I'm not sure how the attacker would manage to inject attack code into
non-stack buffers.
I do agree that making the stack non-executable would cause problems for
attackers, but it seems to be a temporary solution, and avoids the real
security hole: The Buffer Overflow vulnerabilities themselves. It comes
down to the fact that if your program is vulnerable to buffer overrun
attacks, you may be comprimising the security of the system.
>
> Programmers who know how to write secure code generally do. It's those
> who don't that we have to worry about. As I've already said earlier in
> this thread, no system administrator has time to analyze every line of
> code that gets run on their system, even if they have the ACCESS and the
> KNOWLEDGE to do so, which is by far the minority of cases. Anti-stack
> smashing may not solve the problem, but it DOES HELP protect us from bad
> code that we are running (often because we have no choice). Therefore it
> should be included in the kernel, unless other compelling reasons dictate
> otherwise. I am not aware of any other arguments.
>
I'm not inclined to believe that programmers who know how to write secure
code always do so. The programmers we are worrying about are good enough to
create applications that are intended to run suid root, and are accepted by
major linux distributions. Programs like nfsd, sendmail, cron, klogd...

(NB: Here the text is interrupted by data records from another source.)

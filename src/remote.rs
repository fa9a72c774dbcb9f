//! Read-only remote lookups.
//!
//! Both probes are best-effort: any transport error, timeout or unexpected
//! response degrades to "not available" / "unknown". A README generator
//! must keep working offline.

use std::time::Duration;

const NPM_REGISTRY_URL: &str = "https://registry.npmjs.org";
const GITHUB_API_URL: &str = "https://api.github.com";
const USER_AGENT: &str = concat!("readme-gen/", env!("CARGO_PKG_VERSION"));
const LOOKUP_TIMEOUT: Duration = Duration::from_secs(10);

/// True iff the package registry knows `project_name`. Only the response
/// status matters; the body is not consulted.
pub fn is_project_available_on_npm(project_name: &str) -> bool {
    if project_name.is_empty() {
        return false;
    }
    let url = format!("{NPM_REGISTRY_URL}/{project_name}");
    match ureq::get(&url)
        .set("User-Agent", USER_AGENT)
        .timeout(LOOKUP_TIMEOUT)
        .call()
    {
        Ok(response) => {
            tracing::debug!("npm lookup for {project_name}: {}", response.status());
            true
        }
        Err(err) => {
            tracing::debug!("npm lookup for {project_name} failed: {err}");
            false
        }
    }
}

/// The `blog` field of the author's GitHub profile, if set.
pub fn author_website_from_github(github_username: &str) -> Option<String> {
    if github_username.is_empty() {
        return None;
    }
    let url = format!("{GITHUB_API_URL}/users/{github_username}");
    let response = ureq::get(&url)
        .set("User-Agent", USER_AGENT)
        .timeout(LOOKUP_TIMEOUT)
        .call()
        .map_err(|err| tracing::debug!("github profile lookup failed: {err}"))
        .ok()?;

    let profile: serde_json::Value = response.into_json().ok()?;
    profile
        .get("blog")
        .and_then(|b| b.as_str())
        .filter(|b| !b.is_empty())
        .map(str::to_string)
}

#[cfg(test)]
mod tests {
    use super::*;

    // Deterministic whether or not the network is reachable: a name this
    // random is not registered (404) and a transport failure also resolves
    // to false.
    #[test]
    fn unregistered_name_resolves_to_false() {
        assert!(!is_project_available_on_npm(
            "readme-gen-test-b2c1f7e9a4-not-a-real-package"
        ));
    }

    #[test]
    fn empty_name_resolves_to_false() {
        assert!(!is_project_available_on_npm(""));
    }

    #[test]
    fn empty_username_has_no_website() {
        assert_eq!(author_website_from_github(""), None);
    }
}
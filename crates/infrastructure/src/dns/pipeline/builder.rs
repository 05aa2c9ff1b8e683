use super::config::PipelineConfig;
use super::resolution::ResolutionPipeline;
use crate::dns::admission::AdmissionController;
use crate::dns::cache::{CacheAccessCallback, DnsCache, NoopCacheCallback, TtlPolicy};
use crate::dns::coalescer::RequestCoalescer;
use ferrous_relay_application::ports::{PacketSender, Router, UpstreamDispatcher};
use std::sync::Arc;
use tracing::info;

pub struct PipelineBuilder {
    router: Arc<dyn Router>,
    dispatcher: Arc<dyn UpstreamDispatcher>,
    packet_sender: Arc<dyn PacketSender>,
    config: PipelineConfig,
    cache: Option<Arc<DnsCache>>,
    ttl_policy: Option<TtlPolicy>,
    admission: Option<Arc<AdmissionController>>,
    callback: Option<Arc<dyn CacheAccessCallback>>,
}

impl PipelineBuilder {
    pub fn new(
        router: Arc<dyn Router>,
        dispatcher: Arc<dyn UpstreamDispatcher>,
        packet_sender: Arc<dyn PacketSender>,
    ) -> Self {
        Self {
            router,
            dispatcher,
            packet_sender,
            config: PipelineConfig::default(),
            cache: None,
            ttl_policy: None,
            admission: None,
            callback: None,
        }
    }

    pub fn with_config(mut self, config: PipelineConfig) -> Self {
        self.config = config;
        self
    }

    pub fn with_cache(mut self, cache: Arc<DnsCache>) -> Self {
        self.cache = Some(cache);
        self
    }

    pub fn with_ttl_policy(mut self, policy: TtlPolicy) -> Self {
        self.ttl_policy = Some(policy);
        self
    }

    /// Share an admission controller with other pipelines.
    pub fn with_admission(mut self, admission: Arc<AdmissionController>) -> Self {
        self.admission = Some(admission);
        self
    }

    pub fn with_cache_callback(mut self, callback: Arc<dyn CacheAccessCallback>) -> Self {
        self.callback = Some(callback);
        self
    }

    pub fn build(self) -> ResolutionPipeline {
        let ttl_policy = self.ttl_policy.unwrap_or_default();

        info!(
            coalesce_timeout_ms = self.config.coalesce_timeout.as_millis() as u64,
            max_concurrent_queries = self.config.max_concurrent_queries,
            fixed_ttl_domains = ttl_policy.len(),
            "Building resolution pipeline"
        );

        let cache = self
            .cache
            .unwrap_or_else(|| Arc::new(DnsCache::new(self.config.cache_capacity)));
        let admission = self.admission.unwrap_or_else(|| {
            Arc::new(AdmissionController::new(self.config.max_concurrent_queries))
        });
        let callback: Arc<dyn CacheAccessCallback> = match self.callback {
            Some(callback) => callback,
            None => Arc::new(NoopCacheCallback),
        };

        ResolutionPipeline::new(
            cache,
            Arc::new(ttl_policy),
            self.router,
            self.dispatcher,
            admission,
            RequestCoalescer::new(self.config.coalesce_timeout),
            callback,
            self.packet_sender,
        )
    }
}
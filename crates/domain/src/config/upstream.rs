use crate::dns_protocol::UpstreamEndpoint;
use serde::{Deserialize, Serialize};

/// Named group of upstream resolvers, tried in order.
///
/// Members are server addresses (`udp://1.1.1.1:53`, `tcp://9.9.9.9`,
/// `8.8.8.8:53`) or references to another pool (`pool:fallback`).
#[derive(Debug, Clone, Deserialize, Serialize)]
pub struct UpstreamPool {
    pub name: String,

    #[serde(default)]
    pub servers: Vec<String>,
}

impl UpstreamPool {
    pub fn new(name: impl Into<String>, servers: Vec<String>) -> Self {
        Self {
            name: name.into(),
            servers,
        }
    }

    pub fn endpoints(&self) -> Result<Vec<UpstreamEndpoint>, String> {
        self.servers.iter().map(|s| s.parse()).collect()
    }
}
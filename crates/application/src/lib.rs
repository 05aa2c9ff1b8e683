//! Ferrous Relay Application Layer
//!
//! Ports the resolution pipeline depends on. Implementations live in the
//! infrastructure crate and are wired together by the CLI.
pub mod ports;
use super::entry::Deadlines;
use ferrous_relay_domain::normalize_domain;
use hickory_proto::rr::Record;
use rustc_hash::FxHashMap;
use std::collections::HashMap;
use std::sync::Arc;
use std::time::{Duration, Instant};

/// Lower bound applied to every effective cache lifetime.
pub const MIN_CACHE_TTL_SECS: u32 = 60;

/// Computes cache deadlines from advertised TTLs and per-domain overrides.
///
/// The override table is built once and never mutated, so lookups need no
/// synchronization.
#[derive(Debug, Default)]
pub struct TtlPolicy {
    fixed_ttl: FxHashMap<Arc<str>, u32>,
}

impl TtlPolicy {
    pub fn new(fixed_ttl: &HashMap<String, u32>) -> Self {
        let fixed_ttl = fixed_ttl
            .iter()
            .map(|(domain, ttl)| (Arc::from(normalize_domain(domain).as_str()), *ttl))
            .collect();
        Self { fixed_ttl }
    }

    /// Override for an already-normalized domain.
    #[inline]
    pub fn fixed_ttl(&self, domain: &str) -> Option<u32> {
        self.fixed_ttl.get(domain).copied()
    }

    /// `true` when the domain carries a `0` override.
    #[inline]
    pub fn caching_disabled(&self, domain: &str) -> bool {
        self.fixed_ttl(domain) == Some(0)
    }

    pub fn compute(&self, domain: &str, advertised_ttl: u32, now: Instant) -> Deadlines {
        let original_deadline = now + secs(advertised_ttl);

        let deadline = match self.fixed_ttl(domain) {
            Some(0) => now.checked_sub(Duration::from_secs(1)).unwrap_or(now),
            Some(fixed) => now + secs(fixed.max(MIN_CACHE_TTL_SECS)),
            None => now + secs(advertised_ttl.max(MIN_CACHE_TTL_SECS)),
        };

        Deadlines {
            deadline,
            original_deadline,
        }
    }

    /// Minimum TTL across the answer records, `0` for an empty answer.
    pub fn advertised_ttl(answers: &[Record]) -> u32 {
        answers.iter().map(|r| r.ttl()).min().unwrap_or(0)
    }

    pub fn len(&self) -> usize {
        self.fixed_ttl.len()
    }

    pub fn is_empty(&self) -> bool {
        self.fixed_ttl.is_empty()
    }
}

#[inline]
fn secs(value: u32) -> Duration {
    Duration::from_secs(u64::from(value))
}
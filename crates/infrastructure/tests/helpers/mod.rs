#![allow(dead_code)]

pub mod dns_server_mock;
pub mod mocks;

pub use dns_server_mock::{MockBehavior, MockDnsServer};
pub use mocks::{
    answer_for, client_query, DispatchScript, FailingCallback, MockDispatcher, MockRouter,
    RecordingSender, CLIENT_ADDR,
};
use serde::{Deserialize, Serialize};

#[derive(Debug, Clone, Deserialize, Serialize)]
pub struct ServerConfig {
    #[serde(default = "default_dns_port")]
    pub dns_port: u16,

    /// Admin API port; `0` disables the HTTP surface.
    #[serde(default = "default_web_port")]
    pub web_port: u16,

    #[serde(default = "default_bind_address")]
    pub bind_address: String,
}

fn default_dns_port() -> u16 {
    53
}

fn default_web_port() -> u16 {
    8080
}

fn default_bind_address() -> String {
    "0.0.0.0".to_string()
}

impl Default for ServerConfig {
    fn default() -> Self {
        Self {
            dns_port: default_dns_port(),
            web_port: default_web_port(),
            bind_address: default_bind_address(),
        }
    }
}
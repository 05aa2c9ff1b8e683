//! Ferrous Relay Infrastructure Layer
//!
//! Cache store, TTL policy, admission control, request coalescing and the
//! resolution pipeline, plus the concrete router, upstream transports and
//! UDP server that plug into the application ports.
pub mod dns;
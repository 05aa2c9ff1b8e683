use crate::handlers;
use crate::state::AppState;
use axum::{
    routing::{delete, get},
    Router,
};

/// Creates all API routes with state
pub fn create_api_routes(state: AppState) -> Router {
    Router::new()
        .route("/health", get(handlers::health_check))
        .route("/stats", get(handlers::get_stats))
        .route("/cache", get(handlers::get_cache_snapshot))
        .route(
            "/cache/{domain}/{record_type}",
            delete(handlers::evict_cache_entry),
        )
        .with_state(state)
}
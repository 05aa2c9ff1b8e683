//! # Ferrous Relay
//!
//! Caching, coalescing DNS forwarder with an admin API.

mod bootstrap;
mod di;
mod server;

use clap::Parser;
use ferrous_relay_api::AppState;
use ferrous_relay_domain::CliOverrides;
use mimalloc::MiMalloc;
use std::net::{IpAddr, SocketAddr};
use tracing::{error, info};

#[global_allocator]
static GLOBAL: MiMalloc = MiMalloc;

#[derive(Parser)]
#[command(name = "ferrous-relay")]
#[command(version)]
#[command(about = "Caching DNS forwarder with request coalescing")]
struct Cli {
    /// Path to the TOML configuration file
    #[arg(short = 'c', long)]
    config: Option<String>,

    /// DNS server port
    #[arg(short = 'd', long)]
    dns_port: Option<u16>,

    /// Admin API port (0 disables it)
    #[arg(short = 'w', long)]
    web_port: Option<u16>,

    /// Bind address
    #[arg(short = 'b', long)]
    bind: Option<String>,

    /// Log level (trace, debug, info, warn, error)
    #[arg(short = 'l', long)]
    log_level: Option<String>,
}

#[tokio::main]
async fn main() -> anyhow::Result<()> {
    let cli = Cli::parse();

    let overrides = CliOverrides {
        bind_address: cli.bind,
        dns_port: cli.dns_port,
        web_port: cli.web_port,
        log_level: cli.log_level,
    };
    let config = bootstrap::load_config(cli.config.as_deref(), overrides)?;
    bootstrap::init_logging(&config);

    info!(
        config_file = cli.config.as_deref().unwrap_or("default"),
        dns_port = config.server.dns_port,
        web_port = config.server.web_port,
        bind = %config.server.bind_address,
        "Ferrous Relay starting"
    );

    let services = di::DnsServices::new(&config).await?;
    let mut dns_task = tokio::spawn(server::start_dns_server(
        services.socket.clone(),
        services.pipeline.clone(),
    ));

    let web_task = if config.server.web_port != 0 {
        let ip: IpAddr = config.server.bind_address.parse()?;
        let addr = SocketAddr::new(ip, config.server.web_port);
        let state = AppState::new(services.pipeline.clone());
        Some(tokio::spawn(async move {
            if let Err(e) = server::start_web_server(addr, state).await {
                error!(error = %e, "Admin API failed");
            }
        }))
    } else {
        info!("Admin API disabled");
        None
    };

    tokio::select! {
        result = &mut dns_task => {
            match result {
                Ok(Ok(())) => info!("DNS server stopped"),
                Ok(Err(e)) => {
                    error!(error = %e, "DNS server failed");
                    return Err(e);
                }
                Err(e) => return Err(e.into()),
            }
        }
        _ = tokio::signal::ctrl_c() => {
            info!("Shutdown signal received");
        }
    }

    dns_task.abort();
    if let Some(web_task) = web_task {
        web_task.abort();
    }

    Ok(())
}
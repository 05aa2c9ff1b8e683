use std::sync::atomic::{AtomicU64, Ordering};

/// Cache counters, read by the admin API.
#[derive(Default, Debug)]
pub struct CacheMetrics {
    pub hits: AtomicU64,
    pub misses: AtomicU64,
    pub insertions: AtomicU64,
    pub refreshes: AtomicU64,
    pub removals: AtomicU64,
}

impl CacheMetrics {
    pub fn hit_rate(&self) -> f64 {
        let hits = self.hits.load(Ordering::Relaxed) as f64;
        let misses = self.misses.load(Ordering::Relaxed) as f64;
        let total = hits + misses;

        if total > 0.0 {
            (hits / total) * 100.0
        } else {
            0.0
        }
    }
}
use crate::{
    dto::{AdmissionStats, CacheStats, CoalescerStats, StatsResponse},
    state::AppState,
};
use axum::{extract::State, Json};
use std::sync::atomic::Ordering;
use tracing::{debug, instrument};

#[instrument(skip(state), name = "api_get_stats")]
pub async fn get_stats(State(state): State<AppState>) -> Json<StatsResponse> {
    let pipeline = &state.pipeline;
    let cache = pipeline.cache();
    let metrics = cache.metrics();
    let admission = pipeline.admission();
    let coalescer = pipeline.coalescer();

    let response = StatsResponse {
        uptime_secs: state.started_at.elapsed().as_secs(),
        cache: CacheStats {
            entries: cache.len(),
            hits: metrics.hits.load(Ordering::Relaxed),
            misses: metrics.misses.load(Ordering::Relaxed),
            insertions: metrics.insertions.load(Ordering::Relaxed),
            refreshes: metrics.refreshes.load(Ordering::Relaxed),
            removals: metrics.removals.load(Ordering::Relaxed),
            hit_rate: metrics.hit_rate(),
        },
        admission: AdmissionStats {
            in_flight: admission.in_flight(),
            ceiling: admission.ceiling(),
            denied: admission.denied(),
        },
        coalescer: CoalescerStats {
            in_flight: coalescer.in_flight(),
            executions: coalescer.executions(),
            joins: coalescer.joins(),
        },
    };

    debug!(
        entries = response.cache.entries,
        hit_rate = response.cache.hit_rate,
        in_flight = response.admission.in_flight,
        "Statistics retrieved"
    );

    Json(response)
}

Programs that are known to be potential security problems, and have been
written or at least reviewed by security-conscious programmers. These
programmers know how to write secure code - yet buffer overruns exist and
continue to be found, and fixed.
As for advantages of executable stacks, I've done a bit of looking around,
and found a couple reasons why it exists (These reasons found on the same
page as the discussion of how to get around non-executable stacks above):
-gcc uses executable stacks for function trampolines for nested functions.
-Linux uses executable user stacks for signal handling.
-Functional programming languages, and some other programs, rely on
executable stacks for run-time code generation.
As for the first one, I found this in a README for a set of patches to make
the stack non-executable in linux (http://www.openwall.com/linux/README):
Q: What does GCC use trampolines for?
A: Trampolines are needed to fully support one of the GNU C extensions,
nested functions. When a nested function is called from outside of the
one it was declared in (that is, via a function pointer), something
needs
to provide the stack frame. The bad thing is that GCC puts trampolines
onto the stack (as they're generated at runtime).
Regarding the second reason - This might be able to be done without using an
executable stack. I don't know much about why this is done this way.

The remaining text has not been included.